To answer the brainless journalist’s stupid question: there is absolutely nothing “tough” about calling yourself a feminist. I have always identified as a feminist in a very vocal and insistent way. It cost me zero problems in my personal and professional life. To the contrary, it brought me and my husband together. The idea that, in this day and age, anybody but a complete country bumpkin who hasn’t been away from the pig farm in decades sees feminists as “man-haters” is ridiculous. Is the article’s author living in the same century as I am?

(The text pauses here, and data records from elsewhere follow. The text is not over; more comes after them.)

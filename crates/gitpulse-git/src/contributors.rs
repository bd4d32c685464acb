use async_trait::async_trait;
use chrono::{DateTime, Utc};
use gitpulse_process::{BoxError, ConsumeFlow, ExecContext, OutputConsumer};
use std::collections::HashSet;
use tokio::io::AsyncBufRead;
use tracing::info;

use crate::parser::{CommitStream, LOG_FORMAT};
use crate::repository::{since_exclusive, validate_ref};
use crate::{GitRepository, StatsError};

/// Distinct author emails, optionally capped
#[derive(Debug, Default)]
struct ContributorConsumer {
    emails: HashSet<String>,
    /// Stop reading once this many distinct authors are seen
    limit: Option<usize>,
}

#[async_trait]
impl OutputConsumer for ContributorConsumer {
    async fn consume(
        &mut self,
        stdout: &mut (dyn AsyncBufRead + Unpin + Send),
    ) -> Result<ConsumeFlow, BoxError> {
        let mut stream = CommitStream::new(stdout);
        while let Some(record) = stream.next_record().await? {
            self.emails.insert(record.author_email);
            if self.limit.is_some_and(|limit| self.emails.len() >= limit) {
                return Ok(ConsumeFlow::Stopped);
            }
        }
        Ok(ConsumeFlow::Drained)
    }
}

impl GitRepository {
    /// Number of distinct author emails on `branch` with commit time strictly
    /// after `since`. `None` counts the whole branch. An unknown branch is an
    /// error, a `since` after the last commit is zero.
    pub async fn contributor_count(
        &self,
        ctx: &ExecContext,
        branch: &str,
        since: Option<DateTime<Utc>>,
    ) -> Result<usize, StatsError> {
        let mut consumer = ContributorConsumer::default();
        self.collect_contributors(ctx, branch, since, &mut consumer)
            .await?;

        let count = consumer.emails.len();
        info!(branch, since = ?since, contributors = count, "Counted contributors");
        Ok(count)
    }

    /// Whether at least `n` distinct authors committed to `branch` after
    /// `since`. Stops reading the log as soon as the answer is known.
    pub async fn has_contributors(
        &self,
        ctx: &ExecContext,
        branch: &str,
        since: Option<DateTime<Utc>>,
        n: usize,
    ) -> Result<bool, StatsError> {
        if n == 0 {
            validate_ref(branch)?;
            return Ok(true);
        }

        let mut consumer = ContributorConsumer {
            limit: Some(n),
            ..Default::default()
        };
        self.collect_contributors(ctx, branch, since, &mut consumer)
            .await?;
        Ok(consumer.emails.len() >= n)
    }

    async fn collect_contributors(
        &self,
        ctx: &ExecContext,
        branch: &str,
        since: Option<DateTime<Utc>>,
        consumer: &mut ContributorConsumer,
    ) -> Result<(), StatsError> {
        validate_ref(branch)?;

        let mut spec = self.merge_filter(self.git().args(["log", LOG_FORMAT]));
        if let Some(since) = since {
            spec = spec.arg(since_exclusive(since));
        }
        let spec = spec.arg(branch).arg("--");

        self.run_git(ctx, spec, consumer).await
    }
}
//! # gitpulse-logging
//!
//! Tracing setup shared by the gitpulse binaries.
//!
//! ## Log Formats
//!
//! - `Pretty` - Multi-line human-readable output
//! - `JSON` - Structured JSON lines
//! - `Compact` - Single-line text output
//!
//! Logs always go to stderr so stdout stays free for command results.

use serde::Deserialize;
use tracing_subscriber::{fmt, prelude::*, EnvFilter};

/// Log output format
#[derive(Debug, Clone, Copy, Default, PartialEq, Eq, Deserialize)]
#[serde(rename_all = "lowercase")]
pub enum LogFormat {
    #[default]
    Pretty,
    Json,
    Compact,
}

impl std::str::FromStr for LogFormat {
    type Err = String;

    fn from_str(s: &str) -> Result<Self, Self::Err> {
        match s.to_lowercase().as_str() {
            "pretty" => Ok(LogFormat::Pretty),
            "json" => Ok(LogFormat::Json),
            "compact" => Ok(LogFormat::Compact),
            _ => Err(format!("Unknown log format: {}", s)),
        }
    }
}

/// Build the filter: `RUST_LOG` wins over `level`
fn env_filter(level: &str) -> EnvFilter {
    EnvFilter::try_from_default_env().unwrap_or_else(|_| EnvFilter::new(level))
}

/// Initialize tracing for the application
pub fn init_tracing(level: &str, format: LogFormat) {
    let filter = env_filter(level);
    let registry = tracing_subscriber::registry().with(filter);

    match format {
        LogFormat::Json => registry
            .with(fmt::layer().json().with_target(false).with_writer(std::io::stderr))
            .init(),
        LogFormat::Pretty => registry
            .with(fmt::layer().pretty().with_writer(std::io::stderr))
            .init(),
        LogFormat::Compact => registry
            .with(fmt::layer().compact().with_target(false).with_writer(std::io::stderr))
            .init(),
    }
}

#[cfg(test)]
mod tests {
    use super::*;

    #[test]
    fn test_parse_log_format() {
        assert_eq!("JSON".parse::<LogFormat>(), Ok(LogFormat::Json));
        assert_eq!("compact".parse::<LogFormat>(), Ok(LogFormat::Compact));
        assert!("xml".parse::<LogFormat>().is_err());
    }
}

As for this boring old canard that students don’t raise their hands to identify as feminists when asked to because feminism scares them, it is promoted by people who are not educators. Before belly-aching about how this experiment proves something, I suggest the fool who considers herself such a specialist on student behavior try asking the class a few other questions. Then she will realize that it is next to impossible to get students to identify publicly as anything. Unlike this brainless piece of fluff, I have actually conducted this experiment. Students refuse to raise their hands when asked who among them plays video games, watches television, likes reality TV shows, shops online, has a credit card, and has breakfast. This does not mean that being a breakfast eater is “a tough badge to wear.” Students are reluctant to raise their hands because they are afraid that doing so might end up in them being put on the spot and asked to explain something or speak publicly.
I remember a prof of mine suddenly asking whether anybody in the class was married or divorced. I was divorced but I didn’t raise my hand. I didn’t know why he was asking and saw no reason to respond. I figured it would do nothing for my participation grade, so why bother?
In order to get students to discuss anything whatsoever (and especially getting them to say something in the first person), you need to work like an animal to create a special environment and a special kind of relationships within the group where that will be possible. Otherwise, any question starting with “are you. . .” or “do you. . .” will be answered with a deafening and slightly contemptuous silence.
Guardian has sunk low, indeed, if it asks some completely unintelligent loser with miserable writing skills whose entire system of beliefs is based on Google searches and Legally Blonde to contribute a post on feminism. Am I mistaken or is Guardian the UK version of The New York Times?